S’il est profond et diffus, il faut rechercher quelle était la topographie initiale de l’œdème.
(3) Si l’œdème a débuté au niveau de la paupière supérieure plutôt au niveau du bord supéro-interne de l’orbite avec une fièvre et altération de l’état général, il faut suspecter une éthmoïdite avec un début d’abcès sous-périosté. La confirmation est tomodensitométrique. Le traitement associera une antibiothérapie parentérale et une prise en charge spécialisée par les ORL.
(4) Devant un œdème qui débute au niveau de la paupière supérieure au niveau du bord supéro-externe de l’orbite avec une déformation en « S » italique de la paupière supérieure, il faut penser à une dacryoadénite, c’est-à-dire une inflammation de la glande lacrymale qui sera confirmée par une IRM orbitaire. Le bilan étiologique recherchera une pathologie inflammatoire systémique. L’atteinte peut être bilatérale. Le traitement est celui de la cause et revient souvent à une corticothérapie.
(5) En paupière inférieure, lorsqu’il y a une tuméfaction chaude, tendue et érythémateuse entre l’os lacrymal et le tendon canthal médial, il peut s’agir d’une dacryocystite qui est un abcès du sac lacrymal, et qui survient souvent après un larmoiement chronique et des épisodes de conjonctivites récidivantes unilatérales. À la pression du sac lacrymal abcédé, il peut y avoir une issue de pus, rétrograde par les méats lacrymaux. Le traitement comprend une antibiothérapie locale et générale, et un traitement étiologique par sondage des voies lacrymales avec intubation monocanaliculaire à chaud si besoin, voire parfois un drainage percutané. Le bilan préopératoire comprend un scanner du massif facial et une rhinoscopie antérieure à la recherche d’un éventuel kyste nasal qui pourrait entraîner une détresse respiratoire en cas de bilatéralité.

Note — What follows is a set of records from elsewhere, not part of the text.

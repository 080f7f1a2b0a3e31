use anyhow::{Context, Result};
use clap::{Parser, Subcommand};
use serde_json::Value;
use tracing::info;

use nav_core::domain::Viewer;
use nav_core::services::NavigationEngine;
use nav_infrastructure::build_engine;
use nav_shared::config::NavConfig;
use nav_shared::telemetry::init_telemetry;

mod pages;

#[derive(Parser, Debug)]
#[command(
    name = "navctl",
    version,
    about = "Role-aware navigation tree and route resolution"
)]
struct Cli {
    /// Extra configuration file layered over config/default
    #[arg(long, global = true)]
    config: Option<String>,

    #[command(subcommand)]
    command: Command,
}

#[derive(Subcommand, Debug)]
enum Command {
    /// Print the navigation tree visible to the given roles
    Tree {
        #[arg(long, value_delimiter = ',')]
        roles: Vec<String>,
        /// Skip the cache and fetch the manifest again
        #[arg(long)]
        refresh: bool,
    },
    /// Resolve a path or component hint to its content
    Resolve { hint: String },
    /// Print the route table for the given roles
    Routes {
        #[arg(long, value_delimiter = ',')]
        roles: Vec<String>,
    },
    /// Print the breadcrumb trail for a path
    Breadcrumbs {
        path: String,
        #[arg(long, value_delimiter = ',')]
        roles: Vec<String>,
    },
    /// Check whether the given roles may open a path
    Check {
        path: String,
        #[arg(long, value_delimiter = ',')]
        roles: Vec<String>,
    },
    /// Drop the cached manifest
    ClearCache,
}

#[tokio::main]
async fn main() -> Result<()> {
    dotenvy::dotenv().ok();

    let cli = Cli::parse();
    let config = NavConfig::load_from(cli.config.as_deref()).context("failed to load configuration")?;
    let _guard = init_telemetry(&config.logging)?;

    info!("{} starting ({})", config.app.name, config.app.env);

    let engine = build_engine(&config, pages::dashboard_registry())?;
    let output = run(&engine, cli.command).await?;

    println!("{}", serde_json::to_string_pretty(&output)?);
    Ok(())
}

async fn run(engine: &NavigationEngine, command: Command) -> Result<Value> {
    let value = match command {
        Command::Tree { roles, refresh } => {
            let tree = if refresh {
                engine.refresh_tree(&roles).await
            } else {
                engine.get_navigation_tree(&roles).await
            };
            serde_json::to_value(tree)?
        }
        Command::Resolve { hint } => serde_json::to_value(engine.resolve_hint(&hint).await)?,
        Command::Routes { roles } => {
            engine.login(Viewer::authenticated("navctl", roles)).await?;
            serde_json::to_value(engine.routes())?
        }
        Command::Breadcrumbs { path, roles } => {
            engine.login(Viewer::authenticated("navctl", roles)).await?;
            serde_json::to_value(engine.breadcrumbs(&path))?
        }
        Command::Check { path, roles } => {
            engine.login(Viewer::authenticated("navctl", roles)).await?;
            match engine.authorize(&path) {
                Ok(()) => serde_json::json!({ "path": path, "allowed": true }),
                Err(e) => serde_json::json!({ "path": path, "allowed": false, "reason": e.to_string() }),
            }
        }
        Command::ClearCache => {
            engine.fetcher().cache().clear().await;
            serde_json::json!({ "cleared": engine.fetcher().cache().key() })
        }
    };
    Ok(value)
}
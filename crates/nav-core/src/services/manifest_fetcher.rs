// ============================================================================
// Nav Core - Manifest Fetcher
// File: crates/nav-core/src/services/manifest_fetcher.rs
// ============================================================================
//! Cache-first manifest retrieval with stale fallback

use std::sync::Arc;

use tracing::{debug, error, info, warn};

use crate::domain::MenuItem;
use crate::repositories::ManifestSource;
use crate::services::manifest_cache::ManifestCache;
use crate::services::manifest_normalizer::normalize_manifest;

/// Availability over freshness: neither method ever fails. A broken
/// backend degrades to the last cached manifest, or to an empty one.
#[derive(Clone)]
pub struct ManifestFetcher {
    source: Arc<dyn ManifestSource>,
    cache: ManifestCache,
}

impl ManifestFetcher {
    pub fn new(source: Arc<dyn ManifestSource>, cache: ManifestCache) -> Self {
        Self { source, cache }
    }

    pub fn cache(&self) -> &ManifestCache {
        &self.cache
    }

    /// Fresh cache hit, else one remote fetch.
    pub async fn fetch_menu(&self) -> Vec<MenuItem> {
        self.fetch_guarded(false, &|| true).await
    }

    /// Skips the freshness check but keeps the stale fallback.
    pub async fn fetch_menu_fresh(&self) -> Vec<MenuItem> {
        self.fetch_guarded(true, &|| true).await
    }

    /// `still_current` is checked after the remote call returns; when it
    /// says no, the payload is returned but not written to the cache.
    pub async fn fetch_guarded(
        &self,
        bypass_cache: bool,
        still_current: &(dyn Fn() -> bool + Send + Sync),
    ) -> Vec<MenuItem> {
        if !bypass_cache {
            if let Some(cached) = self.cache.read(false).await {
                debug!("Serving {} menu items from cache", cached.len());
                return cached;
            }
        }
        self.fetch_remote(still_current).await
    }

    async fn fetch_remote(&self, still_current: &(dyn Fn() -> bool + Send + Sync)) -> Vec<MenuItem> {
        match self.source.fetch_manifest().await {
            Ok(raw) => {
                let items = normalize_manifest(&raw);
                // Evaluated under the cache's write slot
                if !self.cache.write_if(&items, still_current).await {
                    debug!("Fetch superseded or cache unavailable, menu cache untouched");
                }
                info!("Fetched menu manifest with {} items", items.len());
                items
            }
            Err(e) => {
                error!("Failed to fetch menu: {}", e);
                match self.cache.read(true).await {
                    Some(stale) => {
                        warn!("Serving {} stale menu items after fetch failure", stale.len());
                        stale
                    }
                    None => Vec::new(),
                }
            }
        }
    }
}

(6) Si la tuméfaction est chronique et froide avec un aspect bleuté de la peau, alors il s’agit d’un dacryocèle (ou dacryocystocèle ou mucocèle néonatal). Il s’agit d’une ectasie du sac lacrymal, dont le traitement consiste à des compresses chaudes et un massage du sac hernié. Parfois, la stase lacrymale peut entraîner une infection, c’est-à-dire une dacryocystite.
(7) Le diagnostic différentiel d’une étiologie locale est l’hypoprotidémie (syndrome néphrotique par exemple) : œdème palpébral bilatéral sans contexte infectieux. Une bandelette urinaire donne le diagnostic pour les étiologies néphrologiques.
(8) Un œdème froid des deux paupières avec un chémosis aqueux (œdème séreux et blanc de la conjonctive bulbaire) souvent bilatéral et asymétrique, chez un enfant avec un
terrain atopique, est fréquemment un épisode de conjonctivite allergique.
(9) Un œdème chaud et inflammatoire des deux paupières avec une hyperhémie conjonctivale uni ou bilatérale, avec de nombreuses sécrétions conjonctivales blanc jaunâtre, peu ou pas douloureux, doit faire évoquer une conjonctivite bactérienne dont le traitement sera local (à l’exception du nouveau-né). Si les signes sont accompagnés de douleurs importantes avec un œdème palpébral plus important, parfois accompagné d’un écoulement hémorragique, il faut penser à la conjonctivite virale à adénovirus, avec ses fausses membranes, dont le traitement est local avec lavage et antiseptique, et mécanique avec ablation régulière des fausses membranes (parfois sous anesthésie générale). Il ne faudra pas oublier l’éviction scolaire en raison de son pouvoir contagieux (durée de vie du virus de trois semaines sur un milieu inerte).
(10) Les infections palpébrales vont du simple abcès à la cellulite préseptale qui correspond à la diffusion d’une infection tissulaire sous-cutanée à toute une paupière, voire les deux, sans dépasser le plan du septum orbitaire qui s’étend du bord du tarse au rebord orbitaire. Le traitement comprend le drainage percutané et une antibiothérapie générale.
(11) En cas de diffusion plus profonde, il s’agit d’une cellulite orbitaire dont le diagnostic est clinique avec mise en évidence d’un syndrome orbitaire associant une ophtalmoplégie (partielle ou totale) avec une exophtalmie. Le drainage orbitaire est alors une urgence thérapeutique pour le pronostic fonctionnel de l’œil.
Liens d'intérêts
Aucun
Référence
Adenis JP, Morax S. Pathologie orbito-palpébrale. Rapport de la Société Française d’Ophtalmologie. Paris : Masson 1998, 830p.